STAGES DE REMISE A NIVEAU
Que ceux qui le peuvent travaillent plus pour gagner presque autant !
En soi, l’idée d’heures supplémentaires
mieux payées et défiscalisées est une bonne nouvelle.
Qui pourrait se plaindre d’une telle opportunité ? Qui
aurait le front de refuser qu’on est en droit de vouloir gagner
davantage ?
Le SNE respecte la décision de ceux qui seront volontaires pour
participer à cette opération. Il veillera à ce que
cela reste toujours sur la base de l’unique volontariat.
Cependant ne soyons pas dupes…
Ces heures ne sont pas présentées comme l’occasion d’amener un plus à une juste rémunération mais uniquement de compenser la perte de 20% de notre pouvoir d’achat depuis vingt ans. La récente publication des économistes Touria Jaaidane et Robert Gary-Bobo est aussi éloquente que douloureuse. En d’autres termes, il s’agit ici de travailler plus pour gagner ce qui vous est dû.

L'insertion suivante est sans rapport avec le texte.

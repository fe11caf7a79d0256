// SPDX-License-Identifier: Apache-2.0

/// Error type for SliceInputBuffer operations.
#[derive(Debug, PartialEq)]
pub enum Error {
    /// Invalid slice bounds provided.
    InvalidSliceBounds,
}

/// Byte returned by [`SliceInputBuffer::peek`] once the input is exhausted.
pub const TERMINATOR: u8 = 0;

/// 1-based line and column of a byte offset in the input.
#[derive(Debug, Clone, Copy, PartialEq, Eq)]
pub struct Location {
    pub line: usize,
    pub column: usize,
}

impl core::fmt::Display for Location {
    fn fmt(&self, f: &mut core::fmt::Formatter<'_>) -> core::fmt::Result {
        write!(f, "line {} column {}", self.line, self.column)
    }
}

/// A buffer that manages input data and current parsing position.
///
/// The end of the slice acts as the terminator. An embedded NUL byte does
/// too: `peek` reports it like the end, so nothing after it is ever scanned.
#[derive(Debug)]
pub struct SliceInputBuffer<'a> {
    data: &'a [u8],
    pos: usize,
}

impl<'a> SliceInputBuffer<'a> {
    /// Creates a new SliceInputBuffer with the given data.
    pub fn new(data: &'a [u8]) -> Self {
        Self { data, pos: 0 }
    }

    pub fn current_pos(&self) -> usize {
        self.pos
    }

    /// Current byte, or [`TERMINATOR`] past the end of the data.
    pub fn peek(&self) -> u8 {
        self.byte_at(self.pos)
    }

    /// Byte at an absolute position, or [`TERMINATOR`] past the end.
    pub fn byte_at(&self, pos: usize) -> u8 {
        self.data.get(pos).copied().unwrap_or(TERMINATOR)
    }

    /// True once the cursor sits on the terminator.
    pub fn at_end(&self) -> bool {
        self.peek() == TERMINATOR
    }

    /// Moves the cursor forward by `count` bytes.
    ///
    /// Callers only advance over bytes they have already inspected, so the
    /// cursor never moves past the terminator.
    pub fn advance(&mut self, count: usize) {
        debug_assert!(self.pos + count <= self.data.len());
        self.pos += count;
    }

    /// Moves the cursor to an absolute position previously obtained from this buffer.
    pub fn seek(&mut self, pos: usize) {
        debug_assert!(pos <= self.data.len());
        self.pos = pos;
    }

    /// Skips a run of JSON whitespace: space, tab, newline, carriage return.
    pub fn skip_whitespace(&mut self) {
        while matches!(self.peek(), b' ' | b'\t' | b'\n' | b'\r') {
            self.pos += 1;
        }
    }

    /// Gets a slice of the data from start to end positions, with bounds checking.
    pub fn slice(&self, start: usize, end: usize) -> Result<&'a [u8], Error> {
        self.data.get(start..end).ok_or(Error::InvalidSliceBounds)
    }

    /// Line and column of `pos`, counting `\n` as the line separator.
    pub fn location(&self, pos: usize) -> Location {
        let scanned = self.data.get(..pos).unwrap_or(self.data);
        let mut location = Location { line: 1, column: 1 };
        for &b in scanned {
            if b == b'\n' {
                location.line += 1;
                location.column = 1;
            } else {
                location.column += 1;
            }
        }
        location
    }
}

C’est pour cette raison, que le SNE s’insurge et à plus d’un titre. Il voit poindre des inégalités multiples à l’horizon selon la masse des volontaires et les besoins spécifiques, paperasses supplémentaires et médiation avec les parents à gérer mais par qui, sous quelles conditions et avec quelle rémunération ? Le SNE trouve anormal que se crée de fait une inadmissible discrimination entre les personnels les plus disponibles (une mère de famille, par exemple, a peut être moins de velléités qu’un jeune célibataire fringant…) et ceux qui le sont moins, entre les plus jeunes et les plus fatigués par l’âge ou les conditions de vie, entre ceux dont la santé est parfois fragile et ceux en pleine forme physique. Et ce ne sont là que quelques gros traits pour dénoncer finalement une situation dégradée.
Ce n’est pas le rôle d’un travail supplémentaire de compenser pour ceux qui le veulent ou qui le peuvent ce qui est dû à une profession particulièrement touchée par les difficultés actuelles.
Ceux qui n’ont que leur travail pour subsister et qui ont choisi de vivre, par ailleurs, pour et avec d’autres, et bien entendu pour eux, apprécieront en première ligne ce nouveau clivage à la philosophie redoutable.
Un professeur des écoles doit avoir le droit de vivre décemment de son seul métier.